This article is the third and final installment in NCCI’s series On Opioids. This series is aimed at exploring three viewpoints on issues surrounding opioid use and workers compensation: those of doctors, insurers, and regulators. NCCI conducted interviews with professionals from each of these areas and the articles in this series reflect their opinions on the topic.

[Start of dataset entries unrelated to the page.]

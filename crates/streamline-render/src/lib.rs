// SPDX-FileCopyrightText: 2026 Streamline Contributors
// SPDX-License-Identifier: MIT OR Apache-2.0

//! Markdown to HTML rendering with comrak.
//!
//! GitHub-flavoured extensions are enabled. Raw HTML in the source is
//! omitted unless the options allow it.

use async_trait::async_trait;
use comrak::{markdown_to_html, Options};
use streamline_core::error::StreamlineError;
use streamline_core::traits::{CollaboratorAdapter, RenderAdapter};
use streamline_core::types::{AdapterType, ProcessedContent, ProcessingOptions};
use tracing::trace;

/// Render collaborator producing HTML from Markdown.
#[derive(Debug, Clone, Copy, Default)]
pub struct ComrakRenderer;

impl ComrakRenderer {
    pub fn new() -> Self {
        Self
    }

    fn comrak_options(options: &ProcessingOptions) -> Options<'static> {
        let mut comrak = Options::default();
        comrak.extension.strikethrough = true;
        comrak.extension.table = true;
        comrak.extension.autolink = true;
        comrak.extension.tasklist = true;
        comrak.render.r#unsafe = options.allow_html;
        comrak
    }

    /// Renders synchronously. Pure function of its arguments.
    pub fn render_html(&self, text: &str, options: &ProcessingOptions) -> ProcessedContent {
        let html = markdown_to_html(text, &Self::comrak_options(options));
        let code_blocks = html.matches("<pre").count();
        ProcessedContent {
            html: decorate_code_blocks(html, options),
            kind: options.kind,
            code_blocks,
        }
    }
}

/// Applies line-number and height options to every `<pre>` element.
fn decorate_code_blocks(html: String, options: &ProcessingOptions) -> String {
    let mut attributes = String::new();
    if options.show_line_numbers {
        attributes.push_str(" class=\"line-numbers\"");
    }
    if let Some(height) = options.max_height {
        attributes.push_str(&format!(" style=\"max-height: {height}px; overflow: auto\""));
    }
    if attributes.is_empty() {
        return html;
    }
    html.replace("<pre>", &format!("<pre{attributes}>"))
}

#[async_trait]
impl CollaboratorAdapter for ComrakRenderer {
    fn name(&self) -> &str {
        "comrak"
    }

    fn adapter_type(&self) -> AdapterType {
        AdapterType::Renderer
    }
}

#[async_trait]
impl RenderAdapter for ComrakRenderer {
    async fn render(
        &self,
        text: &str,
        options: &ProcessingOptions,
    ) -> Result<ProcessedContent, StreamlineError> {
        let processed = self.render_html(text, options);
        trace!(
            chars = text.len(),
            code_blocks = processed.code_blocks,
            "rendered markdown"
        );
        Ok(processed)
    }
}
// SPDX-FileCopyrightText: 2026 Streamline Contributors
// SPDX-License-Identifier: MIT OR Apache-2.0

//! Transport collaborator contract.
//!
//! Chunk and terminal events travel the other way, as
//! [`TransportEvent`](crate::types::TransportEvent) values fed to the pipeline.

use async_trait::async_trait;

use crate::error::StreamlineError;
use crate::traits::adapter::CollaboratorAdapter;
use crate::types::StreamId;

#[async_trait]
pub trait TransportAdapter: CollaboratorAdapter {
    /// Asks the backend to continue an interrupted generation.
    async fn resume_stream(&self, stream_id: &StreamId) -> Result<(), StreamlineError>;

    /// Releases a recoverable stream record. There is no undo.
    async fn discard_stream(&self, stream_id: &StreamId) -> Result<(), StreamlineError>;
}
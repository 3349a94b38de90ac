// SPDX-FileCopyrightText: 2026 Streamline Contributors
// SPDX-License-Identifier: MIT OR Apache-2.0

//! Metric descriptions and recording helpers for stream recovery.

use metrics::describe_counter;

/// Register descriptions for every recovery metric.
pub fn register_metrics() {
    describe_counter!(
        "streamline_resume_total",
        "Resume attempts by outcome (success, failure, timeout, rejected)"
    );
    describe_counter!(
        "streamline_discard_total",
        "Discard attempts by outcome (success, failure, timeout, rejected)"
    );
}

pub(crate) fn record_resume(outcome: &'static str) {
    metrics::counter!("streamline_resume_total", "outcome" => outcome).increment(1);
}

pub(crate) fn record_discard(outcome: &'static str) {
    metrics::counter!("streamline_discard_total", "outcome" => outcome).increment(1);
}
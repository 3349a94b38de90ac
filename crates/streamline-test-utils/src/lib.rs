// SPDX-FileCopyrightText: 2026 Streamline Contributors
// SPDX-License-Identifier: MIT OR Apache-2.0

//! Test utilities for Streamline integration tests.
//!
//! Provides mock collaborators and a pipeline harness for fast,
//! deterministic tests on paused tokio time.
//!
//! # Components
//!
//! - [`MockRenderer`] - render collaborator with scripted latency and failures
//! - [`MockTransport`] - counts resume/discard calls, can stall or fail them
//! - [`MockDirectory`] - in-memory recoverable-stream directory
//! - [`ManualIdle`] - idle signal released by the test
//! - [`PipelineHarness`] - a `MessagePipeline` wired to all of the above

pub mod harness;
pub mod manual_idle;
pub mod mock_renderer;
pub mod mock_transport;

pub use harness::{PipelineHarness, PipelineHarnessBuilder};
pub use manual_idle::ManualIdle;
pub use mock_renderer::MockRenderer;
pub use mock_transport::{recoverable, MockDirectory, MockTransport};
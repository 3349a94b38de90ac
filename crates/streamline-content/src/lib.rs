// SPDX-FileCopyrightText: 2026 Streamline Contributors
// SPDX-License-Identifier: MIT OR Apache-2.0

//! Pure content inspection for the Streamline pipeline.
//!
//! This crate provides:
//! - [`ContentClassifier`]: decides whether text is worth rendering
//! - [`extract`]: splits assistant output into visible text and a thinking block

pub mod classifier;
pub mod thinking;

pub use classifier::{Classification, ContentClassifier, SkipReason, DEFAULT_MAX_CONTENT_CHARS};
pub use thinking::{extract, ThinkingExtraction};
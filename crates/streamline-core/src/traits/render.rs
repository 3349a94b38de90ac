// SPDX-FileCopyrightText: 2026 Streamline Contributors
// SPDX-License-Identifier: MIT OR Apache-2.0

//! Render/highlight collaborator contract.

use async_trait::async_trait;

use crate::error::StreamlineError;
use crate::traits::adapter::CollaboratorAdapter;
use crate::types::{ProcessedContent, ProcessingOptions};

/// Turns raw message text into a [`ProcessedContent`].
///
/// Implementations must be pure with respect to `(text, options)`: two calls
/// with identical inputs yield equal output. Rendering may fail; callers fall
/// back to showing the raw text.
#[async_trait]
pub trait RenderAdapter: CollaboratorAdapter {
    async fn render(
        &self,
        text: &str,
        options: &ProcessingOptions,
    ) -> Result<ProcessedContent, StreamlineError>;
}
// SPDX-FileCopyrightText: 2026 Streamline Contributors
// SPDX-License-Identifier: MIT OR Apache-2.0

//! Read-only snapshot of a message as the UI should present it.

use std::sync::Arc;

use serde::Serialize;
use streamline_core::types::{
    MessageId, ProcessedContent, ProcessingState, Role, StreamingState,
};

/// Everything a message bubble renders from.
#[derive(Debug, Clone, PartialEq, Eq, Serialize)]
pub struct MessageView {
    pub message_id: MessageId,
    pub role: Role,
    pub streaming_state: StreamingState,
    /// Content is still arriving; show the lightweight streaming render.
    pub is_streaming: bool,
    pub is_interrupted: bool,
    /// A recoverable stream matched and no recovery action is in flight.
    pub is_resumable: bool,
    pub can_discard: bool,
    /// A resume or discard is in flight.
    pub is_busy: bool,
    pub processing_state: ProcessingState,
    pub processed_content: Option<Arc<ProcessedContent>>,
    /// Content without the thinking block.
    pub visible_content: String,
    pub thinking: Option<String>,
    /// Render `visible_content` as plain text: oversized or failed processing.
    pub raw_fallback: bool,
    /// Last user-facing failure for this message.
    pub notice: Option<String>,
}

impl MessageView {
    /// A spinner is warranted only while a processing job is pending.
    pub fn shows_spinner(&self) -> bool {
        self.processing_state.is_processing()
    }
}
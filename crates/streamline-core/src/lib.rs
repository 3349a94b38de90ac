// SPDX-FileCopyrightText: 2026 Streamline Contributors
// SPDX-License-Identifier: MIT OR Apache-2.0

//! Core library for the Streamline message pipeline.
//!
//! This crate provides the shared types, the error type, and the contracts
//! for the external collaborators (renderer, transport, recoverable-stream
//! directory, idle scheduler) used throughout the Streamline workspace.

pub mod error;
pub mod traits;
pub mod types;

// Re-export key items at crate root for ergonomic imports.
pub use error::StreamlineError;
pub use types::{
    AdapterType, ContentKind, HealthStatus, Message, MessageId, MessageMetadata,
    ProcessedContent, ProcessingOptions, ProcessingState, RecoverableStream, Role, StreamId,
    StreamingState, TransportEvent,
};

pub use traits::{
    CollaboratorAdapter, IdleScheduler, RenderAdapter, StreamDirectoryAdapter, TransportAdapter,
};
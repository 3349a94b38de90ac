// SPDX-FileCopyrightText: 2026 Streamline Contributors
// SPDX-License-Identifier: MIT OR Apache-2.0

//! Configuration system for the Streamline message pipeline.
//!
//! Provides TOML configuration parsing with strict validation (`deny_unknown_fields`),
//! XDG file hierarchy lookup, `STREAMLINE_*` environment overrides, and miette
//! diagnostics with typo suggestions.
//!
//! # Usage
//!
//! ```no_run
//! use streamline_config::load_and_validate;
//!
//! let config = load_and_validate().expect("config errors");
//! println!("debounce: {}ms", config.scheduler.base_debounce_ms);
//! ```

pub mod diagnostic;
pub mod loader;
pub mod model;
pub mod validation;

pub use diagnostic::{render_errors, ConfigError};
pub use loader::{load_config, load_config_from_path, load_config_from_str};
pub use model::StreamlineConfig;

/// Load configuration from the XDG hierarchy and validate it.
///
/// On a Figment error, the TOML sources are re-read so diagnostics can point
/// at the offending key.
pub fn load_and_validate() -> Result<StreamlineConfig, Vec<ConfigError>> {
    finish(loader::load_config(), collect_toml_sources)
}

/// Load configuration from a TOML string and validate it.
pub fn load_and_validate_str(toml_content: &str) -> Result<StreamlineConfig, Vec<ConfigError>> {
    finish(loader::load_config_from_str(toml_content), || {
        vec![("<inline>".to_string(), toml_content.to_string())]
    })
}

/// Load configuration from an explicit file (plus env overrides) and validate it.
pub fn load_and_validate_path(
    path: &std::path::Path,
) -> Result<StreamlineConfig, Vec<ConfigError>> {
    finish(loader::load_config_from_path(path), || {
        std::fs::read_to_string(path)
            .map(|content| vec![(path.display().to_string(), content)])
            .unwrap_or_default()
    })
}

fn finish(
    loaded: Result<StreamlineConfig, figment::Error>,
    sources: impl FnOnce() -> Vec<(String, String)>,
) -> Result<StreamlineConfig, Vec<ConfigError>> {
    match loaded {
        Ok(config) => {
            validation::validate_config(&config)?;
            Ok(config)
        }
        Err(err) => Err(diagnostic::figment_to_config_errors(err, &sources())),
    }
}

/// Collect TOML source file contents for error span resolution.
fn collect_toml_sources() -> Vec<(String, String)> {
    let mut candidates = vec![std::path::PathBuf::from("/etc/streamline/streamline.toml")];
    if let Some(config_dir) = dirs::config_dir() {
        candidates.push(config_dir.join("streamline/streamline.toml"));
    }
    if let Ok(cwd) = std::env::current_dir() {
        candidates.push(cwd.join("streamline.toml"));
    }

    candidates
        .into_iter()
        .filter_map(|path| {
            std::fs::read_to_string(&path)
                .ok()
                .map(|content| (path.display().to_string(), content))
        })
        .collect()
}
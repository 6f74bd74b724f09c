use std::path::PathBuf;

/// Errors surfaced by the bridge core and its platform adapters.
#[derive(Debug, thiserror::Error)]
pub enum BridgeError {
    #[error("i/o error on {path}: {source}")]
    Io {
        path: PathBuf,
        #[source]
        source: std::io::Error,
    },
    #[error("failed to decode {path}: {source}")]
    Decode {
        path: PathBuf,
        #[source]
        source: serde_json::Error,
    },
    #[error("failed to encode ledger: {0}")]
    Encode(#[from] serde_json::Error),
    #[error("invalid configuration: {0}")]
    Config(String),
    #[error("{context}: {source}")]
    Platform {
        context: String,
        #[source]
        source: Box<dyn std::error::Error + Send + Sync>,
    },
    #[error("download failed: {0}")]
    Download(String),
    #[error("not ready: {0}")]
    Unavailable(String),
    #[error("background task failed: {0}")]
    Task(#[from] tokio::task::JoinError),
}

impl BridgeError {
    pub fn io(path: impl Into<PathBuf>, source: std::io::Error) -> Self {
        Self::Io {
            path: path.into(),
            source,
        }
    }

    pub fn decode(path: impl Into<PathBuf>, source: serde_json::Error) -> Self {
        Self::Decode {
            path: path.into(),
            source,
        }
    }

    /// Wrap an error returned by a chat platform client.
    pub fn platform(
        context: impl Into<String>,
        source: impl std::error::Error + Send + Sync + 'static,
    ) -> Self {
        Self::Platform {
            context: context.into(),
            source: Box::new(source),
        }
    }

    /// True when a load failed only because the file was absent.
    pub fn is_not_found(&self) -> bool {
        matches!(self, Self::Io { source, .. } if source.kind() == std::io::ErrorKind::NotFound)
    }
}

pub type Result<T> = std::result::Result<T, BridgeError>;
use std::path::PathBuf;
use std::sync::Arc;
use std::time::Duration;
use tokio::sync::mpsc;
use tokio::task::JoinHandle;
use tokio::time::MissedTickBehavior;
use tokio_util::sync::CancellationToken;
use tracing::{error, info, warn};

use crate::config::Config;
use crate::discord::{self, BridgeHandler, CachePresence, SerenityOutbound};
use crate::error::Result;
use crate::ledger::{ReputationLedger, SaveOutcome};
use crate::metrics::RelayMetrics;
use crate::platform::HttpFetcher;
use crate::relay::RelayPipeline;
use crate::telegram::{self, TeloxideOutbound};
use crate::voice::VoiceSupervisor;

/// A fully wired bridge, authenticated against both platforms but not yet
/// receiving events.
pub struct Bridge {
    config: Config,
    ledger: Arc<ReputationLedger>,
    metrics: Arc<RelayMetrics>,
    pipeline: Arc<RelayPipeline>,
    voice: Arc<VoiceSupervisor>,
    client: serenity::Client,
    bot: teloxide::Bot,
    discord_queue: mpsc::UnboundedReceiver<crate::relay::DiscordMessage>,
    root: CancellationToken,
}

impl Bridge {
    /// Load persistent state and authenticate. Every error here is fatal.
    pub async fn start(config: Config) -> Result<Self> {
        config.validate()?;

        let ledger = Arc::new(ReputationLedger::with_admin_file(&config.ranking.admin_file)?);
        let loaded = ledger.load(&config.ranking.store_path)?;
        info!(
            users = loaded,
            path = %config.ranking.store_path.display(),
            "ledger loaded"
        );

        let discord_out = Arc::new(SerenityOutbound::new(&config.discord.token));
        let discord_name = discord_out.verify().await?;
        info!(bot = %discord_name, "authorized on discord");

        let bot = telegram::build_bot(&config.telegram.token)?;
        let telegram_out = Arc::new(TeloxideOutbound::new(bot.clone()));
        let telegram_name = telegram_out.verify().await?;
        info!(bot = %telegram_name, "authorized on telegram");

        let metrics = Arc::new(RelayMetrics::new());
        let pipeline = Arc::new(RelayPipeline::new(
            config.relay_config(),
            ledger.clone(),
            metrics.clone(),
            discord_out,
            telegram_out,
            Arc::new(HttpFetcher::new()),
        ));

        let root = CancellationToken::new();
        let presence = Arc::new(CachePresence::new());
        let voice = Arc::new(VoiceSupervisor::new(
            ledger.clone(),
            presence.clone(),
            metrics.clone(),
            Duration::from_secs(config.ranking.award_interval_secs),
            root.child_token(),
        ));

        let (tx, rx) = mpsc::unbounded_channel();
        let handler = BridgeHandler::new(pipeline.clone(), voice.clone(), presence, tx);
        let client = discord::build_client(&config.discord.token, handler).await?;

        Ok(Self {
            config,
            ledger,
            metrics,
            pipeline,
            voice,
            client,
            bot,
            discord_queue: rx,
            root,
        })
    }

    /// Run until SIGINT/SIGTERM or until the Discord gateway gives up, then
    /// flush the ledger.
    pub async fn run(self) -> Result<()> {
        let Self {
            config,
            ledger,
            metrics,
            pipeline,
            voice,
            mut client,
            bot,
            discord_queue,
            root,
        } = self;

        let store_path = config.ranking.store_path.clone();
        let mut tasks: Vec<JoinHandle<()>> = Vec::new();

        tasks.push(ledger.clone().spawn_periodic_save(
            store_path.clone(),
            Duration::from_secs(config.ranking.save_interval_secs),
            root.child_token(),
        ));
        tasks.push(spawn_heartbeat(
            metrics.clone(),
            ledger.clone(),
            voice.clone(),
            Duration::from_secs(config.relay.heartbeat_secs),
            root.child_token(),
        ));
        tasks.push(tokio::spawn(telegram::run_polling(
            bot,
            pipeline.clone(),
            root.child_token(),
        )));
        tasks.push(tokio::spawn(discord::run_relay_queue(
            discord_queue,
            pipeline,
            root.child_token(),
        )));

        let shard_manager = client.shard_manager.clone();
        let mut gateway = tokio::spawn(async move { client.start().await });

        info!(
            discord_channel = %config.discord.channel_id,
            telegram_chat = config.telegram.chat_id,
            "bridge running"
        );

        tokio::select! {
            _ = shutdown_signal() => {}
            result = &mut gateway => match result {
                Ok(Ok(())) => warn!("discord gateway exited"),
                Ok(Err(e)) => error!(error = %e, "discord gateway failed"),
                Err(e) => error!(error = %e, "discord gateway task panicked"),
            },
        }

        root.cancel();
        voice.shutdown();
        flush_on_shutdown(ledger, store_path).await;

        shard_manager.shutdown_all().await;
        gateway.abort();
        for task in tasks {
            task.abort();
        }

        let snapshot = metrics.snapshot();
        info!(?snapshot, "bridge stopped");
        Ok(())
    }
}

/// Best-effort save before exit. Failures are logged, never returned.
pub async fn flush_on_shutdown(ledger: Arc<ReputationLedger>, path: PathBuf) -> bool {
    let users = ledger.len();
    match ledger.flush(path.clone()).await {
        Ok(SaveOutcome::Written) => {
            info!(path = %path.display(), users, "ledger saved before shutdown");
            true
        }
        Ok(SaveOutcome::Skipped) => true,
        Err(e) => {
            error!(path = %path.display(), error = %e, "failed to save ledger on shutdown");
            false
        }
    }
}

/// Periodically log relay counters and ledger size.
pub fn spawn_heartbeat(
    metrics: Arc<RelayMetrics>,
    ledger: Arc<ReputationLedger>,
    voice: Arc<VoiceSupervisor>,
    every: Duration,
    cancel: CancellationToken,
) -> JoinHandle<()> {
    tokio::spawn(async move {
        let mut ticker = tokio::time::interval(every);
        ticker.set_missed_tick_behavior(MissedTickBehavior::Delay);
        ticker.tick().await;

        loop {
            tokio::select! {
                _ = cancel.cancelled() => break,
                _ = ticker.tick() => {
                    let snapshot = metrics.snapshot();
                    info!(
                        users = ledger.len(),
                        voice_sessions = voice.active_sessions(),
                        ?snapshot,
                        "heartbeat"
                    );
                }
            }
        }
    })
}

async fn shutdown_signal() {
    let ctrl_c = async {
        if let Err(e) = tokio::signal::ctrl_c().await {
            warn!(error = %e, "cannot listen for ctrl-c");
            std::future::pending::<()>().await;
        }
    };

    #[cfg(unix)]
    let terminate = async {
        match tokio::signal::unix::signal(tokio::signal::unix::SignalKind::terminate()) {
            Ok(mut sig) => {
                sig.recv().await;
            }
            Err(e) => {
                warn!(error = %e, "cannot listen for SIGTERM");
                std::future::pending::<()>().await;
            }
        }
    };

    #[cfg(not(unix))]
    let terminate = std::future::pending::<()>();

    tokio::select! {
        _ = ctrl_c => info!(signal = "SIGINT", "shutting down"),
        _ = terminate => info!(signal = "SIGTERM", "shutting down"),
    }
}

In the closing chapter of our three-part series, we hear from regulators from Colorado, Kentucky, and Maine, and share their thoughts on the impact that opioid use is having on the system.
Talking to Regulators
Although the opioid epidemic touches every corner of the country, the extent of the impact varies widely from state to state. According to the Centers for Disease Control and Prevention (CDC)1, “opioids—prescription and illicit—are the main driver of drug overdose deaths.” The CDC data shows that in 2016 there were 353 overdose deaths in Maine, 942 in Colorado, and 1,419 in Kentucky. In a concerted effort to address the opioid epidemic, regulation of opioid prescribing at the state level has increasingly been reverberating in state legislatures—some 1,700 bills have been introduced over the last two years.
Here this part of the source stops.